A strong Northwest corner effect was noticed in board use, that is respondents are biased to accessing information from the top left hand corner of the board. For example, the top eight brands of blenders were accessed 62% more than the bottom eight, and (combining male and female versions) the top four watches were accessed 55% more than the bottom eight. This effect is analogous to the inevitable shelf position effect on brands in a store but in a study that was not researching shelf effect could lead to misleading interpretations. There was a similar though less pronounced left side bias with attributes. In the current study these order biases were equal for the experimental conditions compared. In other research (in progress) the authors rotate the board position of brands and attributes between respondents.
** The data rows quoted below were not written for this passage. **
//! Entity type resolution from record shape.
//!
//! Records carry no explicit tag. The variant is decided by which identifying
//! fields are present (non-null), then the record is decoded into that
//! variant's struct.

use serde::de::DeserializeOwned;
use serde_json::Value;

use super::model::{Cast, Crew, Episode, Movie, Person, Project, Relationship, Show};
use super::{has_field, Record};
use crate::error::{Result, SixDegreesError};

#[derive(Debug, Clone, Copy, PartialEq, Eq)]
pub enum ProjectKind {
    Movie,
    Episode,
}

#[derive(Debug, Clone, Copy, PartialEq, Eq)]
pub enum RelationshipKind {
    Cast,
    Crew,
}

/// `movie_id` wins over `episode_id`/`show_id`.
pub fn project_kind(record: &Record) -> Result<ProjectKind> {
    match (has_field(record, "movie_id"), has_field(record, "episode_id") || has_field(record, "show_id")) {
        (true, _) => Ok(ProjectKind::Movie),
        (false, true) => Ok(ProjectKind::Episode),
        (false, false) => Err(SixDegreesError::UnresolvedType(format!(
            "project record has neither movie_id nor episode_id/show_id (fields: {})",
            field_list(record)
        ))),
    }
}

/// `character` wins over `department`.
pub fn relationship_kind(record: &Record) -> Result<RelationshipKind> {
    match (has_field(record, "character"), has_field(record, "department")) {
        (true, _) => Ok(RelationshipKind::Cast),
        (false, true) => Ok(RelationshipKind::Crew),
        (false, false) => Err(SixDegreesError::UnresolvedType(format!(
            "relationship record has neither character nor department (fields: {})",
            field_list(record)
        ))),
    }
}

pub fn resolve_project(record: &Record) -> Result<Project> {
    Ok(match project_kind(record)? {
        ProjectKind::Movie => Project::Movie(decode::<Movie>("Movie", record)?),
        ProjectKind::Episode => Project::Episode(decode::<Episode>("Episode", record)?),
    })
}

pub fn resolve_relationship(record: &Record) -> Result<Relationship> {
    Ok(match relationship_kind(record)? {
        RelationshipKind::Cast => Relationship::Cast(decode::<Cast>("Cast", record)?),
        RelationshipKind::Crew => Relationship::Crew(decode::<Crew>("Crew", record)?),
    })
}

pub fn resolve_person(record: &Record) -> Result<Person> {
    decode("Person", record)
}

pub fn resolve_show(record: &Record) -> Result<Show> {
    decode("Show", record)
}

fn decode<T: DeserializeOwned>(type_name: &str, record: &Record) -> Result<T> {
    serde_json::from_value(Value::Object(record.clone()))
        .map_err(|e| SixDegreesError::UnresolvedType(format!("record is not a valid {}: {}", type_name, e)))
}

fn field_list(record: &Record) -> String {
    if record.is_empty() {
        return "none".to_string();
    }
    record.keys().map(String::as_str).collect::<Vec<_>>().join(", ")
}

#[cfg(test)]
mod tests {
    use super::*;
    use serde_json::json;

    fn record(value: Value) -> Record {
        match value {
            Value::Object(map) => map,
            _ => panic!("record fixture must be an object"),
        }
    }

    #[test]
    fn test_movie_id_resolves_movie() {
        let r = record(json!({"movie_id": 1, "title": "Footloose"}));
        assert_eq!(project_kind(&r).unwrap(), ProjectKind::Movie);
        assert!(matches!(resolve_project(&r).unwrap(), Project::Movie(m) if m.movie_id == 1));
    }

    #[test]
    fn test_movie_id_wins_over_show_id() {
        let r = record(json!({"movie_id": 1, "show_id": 4}));
        assert_eq!(project_kind(&r).unwrap(), ProjectKind::Movie);
    }

    #[test]
    fn test_episode_or_show_id_resolves_episode() {
        let by_episode = record(json!({"episode_id": 3, "name": "Pilot"}));
        let by_show = record(json!({"show_id": 4, "episode_id": 8}));
        assert_eq!(project_kind(&by_episode).unwrap(), ProjectKind::Episode);
        assert_eq!(project_kind(&by_show).unwrap(), ProjectKind::Episode);
    }

    #[test]
    fn test_show_id_alone_is_episode_kind_but_fails_decode() {
        let r = record(json!({"show_id": 4}));
        assert_eq!(project_kind(&r).unwrap(), ProjectKind::Episode);
        assert!(matches!(resolve_project(&r), Err(SixDegreesError::UnresolvedType(_))));
    }

    #[test]
    fn test_neither_is_unresolved() {
        let r = record(json!({"title": "Mystery"}));
        assert!(matches!(project_kind(&r), Err(SixDegreesError::UnresolvedType(_))));
        let nulls = record(json!({"movie_id": null, "episode_id": null}));
        assert!(matches!(project_kind(&nulls), Err(SixDegreesError::UnresolvedType(_))));
    }

    #[test]
    fn test_relationship_kinds() {
        let cast = record(json!({"credit_id": "c1", "character": "Ren McCormack"}));
        let crew = record(json!({"credit_id": "c2", "department": "Directing", "job": "Director"}));
        assert!(matches!(resolve_relationship(&cast).unwrap(), Relationship::Cast(c) if c.character == "Ren McCormack"));
        assert!(matches!(resolve_relationship(&crew).unwrap(), Relationship::Crew(c) if c.department == "Directing"));
    }

    #[test]
    fn test_relationship_without_discriminant_is_unresolved() {
        let r = record(json!({"credit_id": "c3", "job": "Grip"}));
        assert!(matches!(resolve_relationship(&r), Err(SixDegreesError::UnresolvedType(_))));
    }

    #[test]
    fn test_mistyped_identity_is_unresolved() {
        let r = record(json!({"movie_id": "not-a-number"}));
        assert!(matches!(resolve_project(&r), Err(SixDegreesError::UnresolvedType(_))));
    }
}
The hypothesis given earlier stated that gift purchases for close friends or relatives will involve as much effort as personal shopping, but more distant gifts will involve less effort. The hypothesis was supported by the study in terms of information acquired. The lower information acquisition in the “wedding gift” condition was in terms of amount of information per brand or attribute, rather than in terms of number of brands or attributes considered. This laboratory study covered only one corner of the overall gift purchase situation, but is consistent with the research cited earlier. From the perspective of a marketer of giftable products, there is an indication that for some products in some gift situations, the gift shopper may want to shop more rapidly than the own use buyer, so simplified shopping arrangements (such as a wedding gift book) could aid sales.


Russel W. Belk, “It’s the Thought That Counts: A Signed Diagraph Analysis of Gift-Giving,” The Journal of Consumer Research, Vol. 3, No. 3 (1976) 155-162.

Carol A. Berning and Jacob Jacoby, “Patterns of Information Acquisition in New Product Purchases,” The Journal of Consumer Research, Vol. 1, No. 2 (1974) 18-22.

Roger M. Heeler and Chike Okechuku, “Brand Selection for Gift Giving Versus Personal Use,” ASAC Conference (June, 1978) (Proceedings in press).

Roger M. Heeler and Michael L. Ray, “Measure Validation in Marketing,” Journal of Marketing Research, 9 (1972) 361-370.

Jacob Jacoby, Robert W. Chestnut, Wayne D. Hoyer, David A. Sheluga, and Michael J. Donahue, “Psychometric Characteristics of Behavioural Process Data: Preliminary Findings on Validity and Reliability,” Purdue Papers in Consumer Psychology, Paper No. 172 (1977).

Jacob Jacoby, Robert W. Chestnut, Karl C. Weigl, and William Fisher, “Pre-Purchase Information Acquisition: Description of a Process Methodology, Research Paradigm, and Pilot Investigation,” Purdue Papers in Consumer Psychology, Paper No. 151 (1975) 306-314.

C. Levi-Strauss, “The Principle of Reciprocity,” in Lewis A. Coser and Bernard Rosenberg (eds.), Sociological Theory, (New York: MacMillan Co., 1965) 76.

Adrian B. Ryans, “Consumer Gift Buying Behaviour: An Exploratory Analysis,” American Marketing Association, Fall Conference (1977) (Proceedings in print).

Barry Schwartz, “The Social Psychology of the Gift,” The American Journal of Sociology, Vol. 73, No. 1 (1967) 1-11.

Karl C. Weigl, “Perceived Risk and Information Search in a Gift-Buying Situation,” Unpublished Master’s Thesis, Purdue University (1975).